Em paralelo com a Medicina, houve o desenvolvimento de uma farmacêutica
antroposófica, produzida principalmente por dois laboratórios, a Weleda
e a Wala. Eles seguem inúmeras indicações de medicamentos dados por
Rudolf Steiner, bem como resultados de pesquisas recentes. No Brasil,
há um grande
Laboratório Weleda, atendendo à demanda criada pelos inúmeros
médicos antroposóficos. Aqui foi desenvolvido por Flávio e
Marilda Milanese um novo método de produção de
medicamentos antroposóficos, dando origem ao laboratório
Sirimim.
Em 1912 Steiner, juntamente com sua futura esposa Marie Steiner,
introduziu nos congressos da Sociedade Teosófica duas novas formas
artísticas, a Arte da Fala e a Euritmia.
Esta, uma expressão corporal que tenta mostrar em gestos a essência
profunda dos sons falados ou musicais, é usada de 3 formas: artística
(espetáculos), terapêutica e educacional. Toda escola Waldorf deveria
ter aulas de Euritmia, devido ao profundo efeito educacional e formador
que ela tem, desenvolvendo sensibilidades e capacidades espacial,
motora, rítmica, auditiva e social.
Em 1924 Steiner foi convidado por um grupo de agricultores a proferir
um ciclo de palestras sobre agricultura, o que redundou no movimento
da Agricultura
Biodinâmica. Ela é um aperfeiçoamento da agricultura orgânica
levando em conta os ritmos cósmicos, e a interação entre plantas,
animais e o ser humano.
O primeiro Gotheanum foi queimado criminosamente na passagem do ano
de 1922-23. Steiner imediatamente passou a desenvolver os planos e
construir uma maquete para o 2o. Goetheanum (veja
suas fotos), em concreto aparente, o que estabeleceu as bases
para a arquitetura
antroposófica. Nela, as edificações são tratadas como obras de
arte funcionais, procurando integrar-se nas características do meio-ambiente.
As construções que usam a arquitetura antroposófica são logo reconhecidas
pela quase ausência de ângulos retos, a menos no contato com o solo.
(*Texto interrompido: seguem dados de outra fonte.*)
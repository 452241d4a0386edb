//! A simulated keylight serving the device REST API over HTTP.

use std::net::{IpAddr, SocketAddr};
use std::sync::Arc;
use std::time::Duration;

use axum::extract::State;
use axum::http::StatusCode;
use axum::routing::get;
use axum::{Json, Router};
use tokio::net::TcpListener;
use tokio::sync::RwLock;
use tokio::task::JoinHandle;

use keylight_api::{
    ACCESSORY_INFO_PATH, AccessoryInfo, DisplayNameUpdate, Endpoint, LIGHTS_PATH, LightState,
    LightsPayload,
};

use crate::error::MockError;
use crate::settings::Settings;

pub mod error;
pub mod settings;

#[derive(Debug)]
struct Device {
    state: LightState,
    info: AccessoryInfo,
    offline: bool,
    latency: Duration,
    /// Every state accepted through `PUT /elgato/lights`, oldest first
    history: Vec<LightState>,
}

type SharedDevice = Arc<RwLock<Device>>;

pub struct MockKeylight {
    address: SocketAddr,
    device: SharedDevice,
    server: JoinHandle<()>,
}

impl MockKeylight {
    /// Serves a light on an ephemeral loopback port.
    pub async fn spawn(info: AccessoryInfo, state: LightState) -> Result<Self, MockError> {
        Self::bind(SocketAddr::from(([127, 0, 0, 1], 0)), info, state).await
    }

    pub async fn bind(
        address: SocketAddr,
        info: AccessoryInfo,
        state: LightState,
    ) -> Result<Self, MockError> {
        let listener = TcpListener::bind(address).await?;
        let address = listener.local_addr()?;

        let device = Arc::new(RwLock::new(Device {
            state: state.clamped(),
            info,
            offline: false,
            latency: Duration::ZERO,
            history: Vec::new(),
        }));

        let app = create_app(device.clone());
        let server = tokio::spawn(async move {
            if let Err(e) = axum::serve(listener, app).await {
                tracing::error!("mock keylight stopped: {}", e);
            }
        });

        tracing::debug!("mock keylight listening on {}", address);

        Ok(Self {
            address,
            device,
            server,
        })
    }

    pub fn address(&self) -> SocketAddr {
        self.address
    }

    pub fn endpoint(&self) -> Endpoint {
        Endpoint::new(self.address.ip().to_string(), self.address.port())
    }

    pub async fn state(&self) -> LightState {
        self.device.read().await.state
    }

    pub async fn set_state(&self, state: LightState) {
        self.device.write().await.state = state.clamped();
    }

    pub async fn info(&self) -> AccessoryInfo {
        self.device.read().await.info.clone()
    }

    pub async fn history(&self) -> Vec<LightState> {
        self.device.read().await.history.clone()
    }

    pub async fn clear_history(&self) {
        self.device.write().await.history.clear();
    }

    /// While offline every request is answered with `503 Service Unavailable`.
    pub async fn set_offline(&self, offline: bool) {
        self.device.write().await.offline = offline;
    }

    /// Delay applied before answering each request.
    pub async fn set_latency(&self, latency: Duration) {
        self.device.write().await.latency = latency;
    }
}

impl Drop for MockKeylight {
    fn drop(&mut self) {
        self.server.abort();
    }
}

fn create_app(device: SharedDevice) -> Router {
    Router::new()
        .route(LIGHTS_PATH, get(get_lights).put(put_lights))
        .route(
            ACCESSORY_INFO_PATH,
            get(get_accessory_info).put(put_accessory_info),
        )
        .with_state(device)
}

async fn gate(device: &SharedDevice) -> Result<(), StatusCode> {
    let latency = {
        let device = device.read().await;
        if device.offline {
            return Err(StatusCode::SERVICE_UNAVAILABLE);
        }
        device.latency
    };

    if !latency.is_zero() {
        tokio::time::sleep(latency).await;
    }

    Ok(())
}

async fn get_lights(State(device): State<SharedDevice>) -> Result<Json<LightsPayload>, StatusCode> {
    gate(&device).await?;

    let state = device.read().await.state;

    Ok(Json(LightsPayload::single(state)))
}

async fn put_lights(
    State(device): State<SharedDevice>,
    Json(payload): Json<LightsPayload>,
) -> Result<Json<LightsPayload>, StatusCode> {
    gate(&device).await?;

    let state = payload.first().ok_or(StatusCode::BAD_REQUEST)?.clamped();

    let mut device = device.write().await;
    device.state = state;
    device.history.push(state);

    tracing::debug!("accepted state: {:?}", state);

    Ok(Json(LightsPayload::single(state)))
}

async fn get_accessory_info(
    State(device): State<SharedDevice>,
) -> Result<Json<AccessoryInfo>, StatusCode> {
    gate(&device).await?;

    Ok(Json(device.read().await.info.clone()))
}

async fn put_accessory_info(
    State(device): State<SharedDevice>,
    Json(update): Json<DisplayNameUpdate>,
) -> Result<Json<AccessoryInfo>, StatusCode> {
    gate(&device).await?;

    let mut device = device.write().await;
    device.info.display_name = update.display_name;

    tracing::debug!("renamed to {}", device.info.display_name);

    Ok(Json(device.info.clone()))
}

/// Serves the light described by `settings` until interrupted.
pub async fn run(settings: &Arc<Settings>) -> Result<(), MockError> {
    let ip_addr = settings.server.host.parse::<IpAddr>()?;
    let address = SocketAddr::from((ip_addr, settings.server.port));

    let mock = MockKeylight::bind(
        address,
        settings.light.accessory_info(),
        settings.light.state(),
    )
    .await?;

    tracing::info!(
        "serving \"{}\" on {}",
        settings.light.display_name,
        mock.address()
    );

    tokio::signal::ctrl_c().await?;

    tracing::info!("shutting down");

    Ok(())
}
De fato, um ângulo reto não deixa margem para quase nenhuma criatividade;
se ele é evitado, o arquiteto tem que decidir sobre qual ângulo usar
entre a infinidade de todos os outros, e que melhor corresponde à
estética e à funcionalidade.
Dentre as demais aplicações da Antroposofia, não se deve deixar de
mencionar a Pedagogia
Curativa, cujo início se deu com um ciclo de palestras de Steiner
em 1924. Dentro desse movimento o Dr. Karl König criou na Escócia
o que iria tornar-se o impulso mundial denominado Movimento Camphill
(ver, por exemplo, sua
entrada na Wikipedia), onde se formam aldeias com famílias
normais que abrigam em seu seio um certo número de deficientes,
estimulando-se a sua auto-suficiência.
Todas essas aplicações devem sempre basear-se na atuação de pessoas
que abraçaram a visão antroposófica do ser humano e do mundo. Não
há muito sentido em se aplicar certas técnicas terapêuticas ou pedagógicas
sem que sejam permanentemente inspiradas pela cosmovisão introduzida
por Steiner e aperfeiçoada pelos seus continuadores. Qualquer dessas
aplicações, quando desligada da fonte original, tende a se desviar
e se descaracterizar. Não é possível separar da Antroposofia alguma
técnica nela inspirada; se alguém trabalha com uma certa técnica derivada
dos ensinamentos de Steiner, e não concorda com sua cosmovisão, a
rigor não deveria estar de acordo com essa técnica. Isso se deve à
abrangência e consistência da Antroposofia, que acabam por formar
um todo coeso e dificilmente partido em compartimentos estanques,
seja de idéias, seja de técnicas práticas, ou de mesclas de ambas.
O contínuo estudo da formidável obra de Steiner é uma condição essencial
para que uma iniciativa prática social ou indifvidual baseada na Antroposofia
dê os frutos positivos e a renovação do indivíduo
e da sociedade que dela se espera. Ele mesmo disse que a Antroposofia
deveria mudar com o tempo. Seus continuadores têm introduzido várias
renovações, mas sua obra continua ainda a ser inigualável, pois ainda
não surgiu depois dele ninguém com a profundidade de sua visão e conhecimento.